In reading up on the subject, people have been called evangelical in 3 different historical time periods with 3 different meanings:
1. 1500s – “Evangelical” was almost universally synonymous with Lutherans. As the split appeared between the followers of Calvin and the followers of Luther, most of the former took the label of “Reformed” and most of the latter took the appellation of “Evangelical.” Yet, some Reformed would also refer to themselves as evangelical, as this merely identified themselves with Luther’s recovery of the gospel. [Hence, the Evangelical Lutheran Church in America claim the label of evangelical, meaning little of what is meant today]
2. 1700s – “Evangelical” refered to the new religious furvor associated with the Wesleys and Whitefield in the Methodist revival movement in England. The emphasis of the “evangelicals” was on personal conversion and an experiential response to the gospel (John Wesley described it as a “strange warming”). Evangelicals often insulted the Anglican establishment by preaching the need of conversion to baptized church members.

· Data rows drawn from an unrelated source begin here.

//! The free-running divider and the programmable timer, ticked once per
//! machine cycle from the shared clock.

use crate::memory::ioregisters::{IoRegister, IoRegisters};

const DIV_PERIOD: u8 = 128;

/// Sub-cycle counters for DIV and TIMA, the double-speed pipeline phase, and
/// a running machine-cycle count. These live in the emulator state rather
/// than anywhere static so that constructing a new emulator is a total reset.
#[derive(Debug, Clone, Default)]
pub struct TimerState {
    pub total_cycles: u64,
    div_counter: u8,
    tima_counter: u16,
    pub(crate) double_speed_phase: bool,
}

impl TimerState {
    pub fn new() -> Self {
        Self::default()
    }
}

/// Advance the divider and timer by one machine cycle.
pub fn tick_m_cycle(timer: &mut TimerState, io_registers: &mut IoRegisters) {
    timer.total_cycles += 1;

    timer.div_counter += 1;
    if timer.div_counter == DIV_PERIOD {
        timer.div_counter = 0;
        let div = io_registers.read_register(IoRegister::DIV);
        io_registers.write_register(IoRegister::DIV, div.wrapping_add(1));
    }

    let timer_control = io_registers.read_register(IoRegister::TAC);
    if timer_control & 0x04 == 0 {
        return;
    }

    let period: u16 = match timer_control & 0x03 {
        0x00 => 256,
        0x01 => 4,
        0x02 => 16,
        _ => 64,
    };

    timer.tima_counter += 1;
    if timer.tima_counter >= period {
        timer.tima_counter = 0;

        let tima = io_registers.read_register(IoRegister::TIMA);
        match tima.overflowing_add(1) {
            (new_tima, false) => {
                io_registers.write_register(IoRegister::TIMA, new_tima);
            }
            (_, true) => {
                let modulo = io_registers.read_register(IoRegister::TMA);
                io_registers.write_register(IoRegister::TIMA, modulo);
                io_registers.request_interrupt(crate::cpu::InterruptType::Timer);
            }
        }
    }
}

/// A software write to DIV zeroes the register and its sub-cycle counter.
pub fn reset_divider(timer: &mut TimerState, io_registers: &mut IoRegisters) {
    timer.div_counter = 0;
    io_registers.write_register(IoRegister::DIV, 0);
}

#[cfg(test)]
mod tests {
    use super::*;

    fn tick(timer: &mut TimerState, io_registers: &mut IoRegisters, cycles: u32) {
        for _ in 0..cycles {
            tick_m_cycle(timer, io_registers);
        }
    }

    #[test]
    fn divider_increments_every_128_cycles() {
        let mut timer = TimerState::new();
        let mut io_registers = IoRegisters::new();

        tick(&mut timer, &mut io_registers, 127);
        assert_eq!(0x00, io_registers.read_register(IoRegister::DIV));

        tick(&mut timer, &mut io_registers, 1);
        assert_eq!(0x01, io_registers.read_register(IoRegister::DIV));

        tick(&mut timer, &mut io_registers, 128 * 255);
        assert_eq!(0x00, io_registers.read_register(IoRegister::DIV));
    }

    #[test]
    fn divider_runs_with_timer_disabled() {
        let mut timer = TimerState::new();
        let mut io_registers = IoRegisters::new();

        io_registers.write_register(IoRegister::TAC, 0x00);

        tick(&mut timer, &mut io_registers, 256);
        assert_eq!(0x02, io_registers.read_register(IoRegister::DIV));
        assert_eq!(0x00, io_registers.read_register(IoRegister::TIMA));
    }

    #[test]
    fn divider_write_resets() {
        let mut timer = TimerState::new();
        let mut io_registers = IoRegisters::new();

        tick(&mut timer, &mut io_registers, 200);
        reset_divider(&mut timer, &mut io_registers);
        assert_eq!(0x00, io_registers.read_register(IoRegister::DIV));

        // The sub-cycle counter restarts too
        tick(&mut timer, &mut io_registers, 127);
        assert_eq!(0x00, io_registers.read_register(IoRegister::DIV));
        tick(&mut timer, &mut io_registers, 1);
        assert_eq!(0x01, io_registers.read_register(IoRegister::DIV));
    }

    #[test]
    fn tima_period_follows_tac() {
        for (code, period) in [(0x00_u8, 256_u32), (0x01, 4), (0x02, 16), (0x03, 64)] {
            let mut timer = TimerState::new();
            let mut io_registers = IoRegisters::new();

            io_registers.write_register(IoRegister::TAC, 0x04 | code);

            tick(&mut timer, &mut io_registers, period - 1);
            assert_eq!(0x00, io_registers.read_register(IoRegister::TIMA));

            tick(&mut timer, &mut io_registers, 1);
            assert_eq!(0x01, io_registers.read_register(IoRegister::TIMA));
        }
    }

    #[test]
    fn tima_overflow_reloads_and_requests_interrupt() {
        for (code, period) in [(0x00_u8, 256_u32), (0x01, 4), (0x02, 16), (0x03, 64)] {
            let mut timer = TimerState::new();
            let mut io_registers = IoRegisters::new();

            io_registers.write_register(IoRegister::TAC, 0x04 | code);
            io_registers.write_register(IoRegister::TMA, 0xAB);
            io_registers.write_register(IoRegister::TIMA, 0xFE);

            // Two full periods overflow 0xFE -> 0xFF -> reload
            tick(&mut timer, &mut io_registers, 2 * period - 1);
            assert_eq!(0x00, io_registers.read_register(IoRegister::IF) & 0x04);

            tick(&mut timer, &mut io_registers, 1);
            assert_eq!(0xAB, io_registers.read_register(IoRegister::TIMA));
            assert_eq!(0x04, io_registers.read_register(IoRegister::IF) & 0x04);
        }
    }

    #[test]
    fn tima_paused_when_disabled() {
        let mut timer = TimerState::new();
        let mut io_registers = IoRegisters::new();

        io_registers.write_register(IoRegister::TAC, 0x01);

        tick(&mut timer, &mut io_registers, 1024);
        assert_eq!(0x00, io_registers.read_register(IoRegister::TIMA));
    }
}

3. 1900s – After the 1920s and 1930s revealed the inadequacies of mere Fundamentalism in its blunt, militant, separatist reaction to theological liberalism, the “neo-evangelicals” adapted some of the revival techniques of the Second Great Awakening attempting to be “nice fundamentalists.” In America, this movement was most commonly associated with Billy Graham and Harold Ockenga, a Baptist and Presbyterian respectively and in England with Martin-Lloyd Jones and John Stott, a separatist Methodist Calvinist and an Anglican minister respectively. Yet after these leaders, evangelicalism began to focus on the same fundamentals that all Christians share, and ignore distinctives.
D.G. Hart recently wrote an entertainingly controversial book where he contends that “evangelical” means little more than “someone who likes Billy Graham.” Some may have an affinity for J.I. Packer, but his Reformed Anglican views offend many separatists, and some like Christianity Today, though it is derided by many a purist. Even the doctrine of “faith alone” is questioned as a necessity by the keepers of the gate. In an increasingly post-Graham world, the loose alliance of people may shatter between those who often like to “take their ball and go home” in regards to denominations. Hart voices the opinion of some Reformed and most Lutheran theologians who like their distinctives and rather not abandon them. Hart claims the term is no longer meaningful or useful in historiography as those called evangelicals will have no common identity after Graham and now that evangelistic revivals have fallen out of favor.
So should we continue to call ourselves evangelical? Some have prefered inventing new terms like historic evangelical, post-evangelical, or classical Christian. I also tend to agree that I am not as comfortable with the neo-evangelicals, and when I use the term, I primarily associate with the first use in the 1500s. So, while I agree with most of Hart’s criticisms of “generic evangelicalism,” and bad theology coming from revival evangelism, I also think he might be a little too harsh on “the e-word.” I am not quite ready to abandon the term “evangelical” as long as it can be an adjective describing a general alliance, rather than noun conveying a lowest common denominator. In other words, you must be able to put a noun in front of the word evangelical.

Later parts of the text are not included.